### The problem
Each line of the data below from the one holding "self.command(c).await?;" to the one holding "only RX is used", inclusive, is to be reproduced exactly; no other line belongs in the answer.

(Beginning of Records supplied)

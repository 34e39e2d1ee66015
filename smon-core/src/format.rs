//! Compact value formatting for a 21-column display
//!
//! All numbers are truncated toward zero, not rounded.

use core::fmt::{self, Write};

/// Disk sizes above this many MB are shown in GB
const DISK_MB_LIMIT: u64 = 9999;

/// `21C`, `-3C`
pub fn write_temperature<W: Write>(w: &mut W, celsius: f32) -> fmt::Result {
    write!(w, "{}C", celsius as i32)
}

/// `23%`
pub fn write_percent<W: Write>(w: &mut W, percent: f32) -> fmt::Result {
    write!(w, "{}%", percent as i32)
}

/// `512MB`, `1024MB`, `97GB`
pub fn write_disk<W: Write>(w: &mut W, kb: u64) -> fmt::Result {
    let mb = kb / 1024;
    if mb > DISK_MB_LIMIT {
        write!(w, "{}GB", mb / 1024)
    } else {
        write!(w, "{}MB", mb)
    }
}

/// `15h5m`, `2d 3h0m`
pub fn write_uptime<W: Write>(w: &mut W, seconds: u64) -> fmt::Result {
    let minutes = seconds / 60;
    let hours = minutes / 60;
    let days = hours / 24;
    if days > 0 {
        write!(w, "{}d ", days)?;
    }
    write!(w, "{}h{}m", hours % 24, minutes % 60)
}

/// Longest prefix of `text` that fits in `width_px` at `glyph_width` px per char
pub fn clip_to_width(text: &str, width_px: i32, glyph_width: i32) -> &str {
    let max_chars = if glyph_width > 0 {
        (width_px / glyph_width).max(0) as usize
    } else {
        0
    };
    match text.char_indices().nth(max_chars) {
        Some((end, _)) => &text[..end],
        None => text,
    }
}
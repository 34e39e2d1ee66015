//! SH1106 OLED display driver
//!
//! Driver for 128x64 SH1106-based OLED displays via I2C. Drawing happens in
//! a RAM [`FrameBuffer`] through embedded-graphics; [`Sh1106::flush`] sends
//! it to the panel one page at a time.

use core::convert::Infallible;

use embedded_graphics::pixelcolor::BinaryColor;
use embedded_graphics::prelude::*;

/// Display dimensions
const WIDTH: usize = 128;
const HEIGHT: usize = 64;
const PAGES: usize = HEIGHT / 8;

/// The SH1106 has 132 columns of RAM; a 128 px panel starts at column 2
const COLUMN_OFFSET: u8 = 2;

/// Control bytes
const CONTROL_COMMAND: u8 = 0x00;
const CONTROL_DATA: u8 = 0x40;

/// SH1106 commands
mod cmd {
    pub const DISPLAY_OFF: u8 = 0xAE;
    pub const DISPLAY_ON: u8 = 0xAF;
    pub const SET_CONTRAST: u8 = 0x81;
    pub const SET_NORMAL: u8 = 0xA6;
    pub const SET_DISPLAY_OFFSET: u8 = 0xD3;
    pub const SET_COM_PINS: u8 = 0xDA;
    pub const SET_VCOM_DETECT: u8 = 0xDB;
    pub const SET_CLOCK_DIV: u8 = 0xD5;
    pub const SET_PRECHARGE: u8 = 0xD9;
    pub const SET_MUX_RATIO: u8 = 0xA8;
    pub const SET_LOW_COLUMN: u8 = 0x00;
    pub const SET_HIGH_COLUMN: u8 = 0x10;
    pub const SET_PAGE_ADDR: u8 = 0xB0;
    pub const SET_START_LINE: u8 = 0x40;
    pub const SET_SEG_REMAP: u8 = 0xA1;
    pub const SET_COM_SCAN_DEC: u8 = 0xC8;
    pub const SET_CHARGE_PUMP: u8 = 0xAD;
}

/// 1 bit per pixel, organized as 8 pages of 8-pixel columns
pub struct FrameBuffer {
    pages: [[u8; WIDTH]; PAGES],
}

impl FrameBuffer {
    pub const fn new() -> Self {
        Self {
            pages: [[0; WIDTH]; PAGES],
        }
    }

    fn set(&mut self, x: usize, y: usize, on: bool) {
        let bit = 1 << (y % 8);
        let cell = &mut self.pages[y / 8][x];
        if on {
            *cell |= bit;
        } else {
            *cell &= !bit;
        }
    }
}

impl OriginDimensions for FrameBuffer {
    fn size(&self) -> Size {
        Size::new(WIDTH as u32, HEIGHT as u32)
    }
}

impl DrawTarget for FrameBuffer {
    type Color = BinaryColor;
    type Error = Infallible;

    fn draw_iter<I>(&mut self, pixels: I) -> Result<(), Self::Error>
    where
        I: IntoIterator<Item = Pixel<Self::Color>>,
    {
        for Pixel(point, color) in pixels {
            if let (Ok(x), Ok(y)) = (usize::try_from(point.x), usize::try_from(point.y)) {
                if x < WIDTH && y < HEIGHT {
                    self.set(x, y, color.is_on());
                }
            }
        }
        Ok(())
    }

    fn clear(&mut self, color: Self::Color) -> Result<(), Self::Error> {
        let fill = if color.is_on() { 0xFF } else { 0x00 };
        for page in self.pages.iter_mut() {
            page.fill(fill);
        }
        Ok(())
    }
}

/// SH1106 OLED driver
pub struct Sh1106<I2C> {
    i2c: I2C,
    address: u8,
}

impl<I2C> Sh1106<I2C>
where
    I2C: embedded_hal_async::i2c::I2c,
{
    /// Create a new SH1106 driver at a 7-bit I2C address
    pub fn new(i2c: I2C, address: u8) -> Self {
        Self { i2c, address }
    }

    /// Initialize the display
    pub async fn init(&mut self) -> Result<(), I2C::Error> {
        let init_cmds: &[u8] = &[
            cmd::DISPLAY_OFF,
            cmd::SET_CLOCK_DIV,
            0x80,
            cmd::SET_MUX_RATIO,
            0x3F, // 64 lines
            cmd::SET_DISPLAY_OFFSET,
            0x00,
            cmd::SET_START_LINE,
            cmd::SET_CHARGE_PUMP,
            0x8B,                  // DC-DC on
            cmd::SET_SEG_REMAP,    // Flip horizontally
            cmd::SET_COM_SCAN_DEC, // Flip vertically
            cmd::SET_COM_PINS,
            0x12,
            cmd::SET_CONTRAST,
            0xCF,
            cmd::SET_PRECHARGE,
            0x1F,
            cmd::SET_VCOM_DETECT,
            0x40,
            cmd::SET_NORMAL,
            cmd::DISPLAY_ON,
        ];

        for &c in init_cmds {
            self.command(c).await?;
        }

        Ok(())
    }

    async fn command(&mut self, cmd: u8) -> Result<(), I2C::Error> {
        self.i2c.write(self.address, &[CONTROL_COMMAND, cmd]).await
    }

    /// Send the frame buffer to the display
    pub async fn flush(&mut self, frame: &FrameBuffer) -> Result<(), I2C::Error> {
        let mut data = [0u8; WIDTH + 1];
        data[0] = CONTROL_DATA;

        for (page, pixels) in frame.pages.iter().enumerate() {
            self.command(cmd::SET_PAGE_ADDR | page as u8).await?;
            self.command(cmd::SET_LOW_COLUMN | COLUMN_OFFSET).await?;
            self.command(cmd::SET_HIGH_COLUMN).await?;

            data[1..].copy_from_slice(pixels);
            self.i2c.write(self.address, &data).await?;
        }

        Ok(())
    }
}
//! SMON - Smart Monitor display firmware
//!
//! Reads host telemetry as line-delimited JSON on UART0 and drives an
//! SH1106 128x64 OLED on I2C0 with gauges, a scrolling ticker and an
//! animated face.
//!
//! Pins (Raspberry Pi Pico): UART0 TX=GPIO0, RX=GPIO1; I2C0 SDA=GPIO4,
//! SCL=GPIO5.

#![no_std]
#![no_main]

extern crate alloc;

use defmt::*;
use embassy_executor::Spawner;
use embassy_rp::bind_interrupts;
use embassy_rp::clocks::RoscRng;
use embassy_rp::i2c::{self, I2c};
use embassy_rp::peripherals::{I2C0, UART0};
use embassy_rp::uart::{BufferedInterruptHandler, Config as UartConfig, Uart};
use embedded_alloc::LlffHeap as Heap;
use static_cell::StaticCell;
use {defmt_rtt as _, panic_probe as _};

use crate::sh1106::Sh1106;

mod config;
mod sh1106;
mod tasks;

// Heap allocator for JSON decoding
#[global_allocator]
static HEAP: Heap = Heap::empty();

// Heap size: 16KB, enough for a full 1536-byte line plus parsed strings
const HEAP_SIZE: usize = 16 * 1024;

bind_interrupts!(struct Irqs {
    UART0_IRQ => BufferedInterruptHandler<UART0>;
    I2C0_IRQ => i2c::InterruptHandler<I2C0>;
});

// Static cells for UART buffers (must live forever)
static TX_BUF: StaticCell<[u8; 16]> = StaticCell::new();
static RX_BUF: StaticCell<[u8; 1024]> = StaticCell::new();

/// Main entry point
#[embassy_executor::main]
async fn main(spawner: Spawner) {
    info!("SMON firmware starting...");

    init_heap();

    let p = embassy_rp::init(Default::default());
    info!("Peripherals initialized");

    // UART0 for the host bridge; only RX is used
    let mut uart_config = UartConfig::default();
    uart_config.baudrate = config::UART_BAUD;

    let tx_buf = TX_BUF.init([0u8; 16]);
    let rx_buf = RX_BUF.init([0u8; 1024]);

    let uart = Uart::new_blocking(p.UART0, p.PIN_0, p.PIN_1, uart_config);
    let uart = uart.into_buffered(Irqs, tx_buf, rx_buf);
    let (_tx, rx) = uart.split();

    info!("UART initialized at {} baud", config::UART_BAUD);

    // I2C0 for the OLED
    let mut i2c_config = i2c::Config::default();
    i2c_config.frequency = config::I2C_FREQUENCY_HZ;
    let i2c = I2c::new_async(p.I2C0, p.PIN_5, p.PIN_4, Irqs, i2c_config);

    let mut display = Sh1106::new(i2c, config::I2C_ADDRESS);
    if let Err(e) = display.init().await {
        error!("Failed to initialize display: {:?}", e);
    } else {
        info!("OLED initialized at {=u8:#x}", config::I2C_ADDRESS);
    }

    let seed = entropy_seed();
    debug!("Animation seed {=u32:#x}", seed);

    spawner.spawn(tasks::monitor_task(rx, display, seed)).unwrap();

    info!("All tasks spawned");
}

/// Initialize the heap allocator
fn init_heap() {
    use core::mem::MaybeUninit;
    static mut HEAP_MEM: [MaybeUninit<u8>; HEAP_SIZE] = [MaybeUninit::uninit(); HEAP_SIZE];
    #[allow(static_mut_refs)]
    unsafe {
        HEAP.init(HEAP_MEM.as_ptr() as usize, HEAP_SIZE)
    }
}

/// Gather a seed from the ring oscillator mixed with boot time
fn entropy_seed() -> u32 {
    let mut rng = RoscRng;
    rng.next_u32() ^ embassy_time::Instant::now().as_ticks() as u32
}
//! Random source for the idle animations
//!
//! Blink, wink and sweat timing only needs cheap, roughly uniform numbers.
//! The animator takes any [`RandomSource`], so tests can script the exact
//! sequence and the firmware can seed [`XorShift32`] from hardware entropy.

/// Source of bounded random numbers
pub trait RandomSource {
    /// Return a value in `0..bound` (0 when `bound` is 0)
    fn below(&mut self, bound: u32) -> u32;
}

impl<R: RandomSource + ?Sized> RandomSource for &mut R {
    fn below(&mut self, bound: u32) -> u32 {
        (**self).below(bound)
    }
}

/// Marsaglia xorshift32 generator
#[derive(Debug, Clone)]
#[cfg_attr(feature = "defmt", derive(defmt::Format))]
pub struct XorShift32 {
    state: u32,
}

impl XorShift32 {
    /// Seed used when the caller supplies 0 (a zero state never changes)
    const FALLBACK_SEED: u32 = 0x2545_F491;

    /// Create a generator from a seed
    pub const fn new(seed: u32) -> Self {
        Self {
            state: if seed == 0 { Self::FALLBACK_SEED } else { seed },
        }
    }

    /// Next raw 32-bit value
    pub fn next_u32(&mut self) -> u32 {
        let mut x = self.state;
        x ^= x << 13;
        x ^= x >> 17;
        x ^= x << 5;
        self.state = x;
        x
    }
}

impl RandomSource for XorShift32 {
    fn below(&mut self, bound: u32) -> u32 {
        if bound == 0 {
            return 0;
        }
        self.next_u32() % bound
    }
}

(End of Records supplied)

### Solution to this task
            self.command(c).await?;
        }

        Ok(())
    }

    async fn command(&mut self, cmd: u8) -> Result<(), I2C::Error> {
        self.i2c.write(self.address, &[CONTROL_COMMAND, cmd]).await
    }

    /// Send the frame buffer to the display
    pub async fn flush(&mut self, frame: &FrameBuffer) -> Result<(), I2C::Error> {
        let mut data = [0u8; WIDTH + 1];
        data[0] = CONTROL_DATA;

        for (page, pixels) in frame.pages.iter().enumerate() {
            self.command(cmd::SET_PAGE_ADDR | page as u8).await?;
            self.command(cmd::SET_LOW_COLUMN | COLUMN_OFFSET).await?;
            self.command(cmd::SET_HIGH_COLUMN).await?;

            data[1..].copy_from_slice(pixels);
            self.i2c.write(self.address, &data).await?;
        }

        Ok(())
    }
}
//! SMON - Smart Monitor display firmware
//!
//! Reads host telemetry as line-delimited JSON on UART0 and drives an
//! SH1106 128x64 OLED on I2C0 with gauges, a scrolling ticker and an
//! animated face.
//!
//! Pins (Raspberry Pi Pico): UART0 TX=GPIO0, RX=GPIO1; I2C0 SDA=GPIO4,
//! SCL=GPIO5.

#![no_std]
#![no_main]

extern crate alloc;

use defmt::*;
use embassy_executor::Spawner;
use embassy_rp::bind_interrupts;
use embassy_rp::clocks::RoscRng;
use embassy_rp::i2c::{self, I2c};
use embassy_rp::peripherals::{I2C0, UART0};
use embassy_rp::uart::{BufferedInterruptHandler, Config as UartConfig, Uart};
use embedded_alloc::LlffHeap as Heap;
use static_cell::StaticCell;
use {defmt_rtt as _, panic_probe as _};

use crate::sh1106::Sh1106;

mod config;
mod sh1106;
mod tasks;

// Heap allocator for JSON decoding
#[global_allocator]
static HEAP: Heap = Heap::empty();

// Heap size: 16KB, enough for a full 1536-byte line plus parsed strings
const HEAP_SIZE: usize = 16 * 1024;

bind_interrupts!(struct Irqs {
    UART0_IRQ => BufferedInterruptHandler<UART0>;
    I2C0_IRQ => i2c::InterruptHandler<I2C0>;
});

// Static cells for UART buffers (must live forever)
static TX_BUF: StaticCell<[u8; 16]> = StaticCell::new();
static RX_BUF: StaticCell<[u8; 1024]> = StaticCell::new();

/// Main entry point
#[embassy_executor::main]
async fn main(spawner: Spawner) {
    info!("SMON firmware starting...");

    init_heap();

    let p = embassy_rp::init(Default::default());
    info!("Peripherals initialized");

    // UART0 for the host bridge; only RX is used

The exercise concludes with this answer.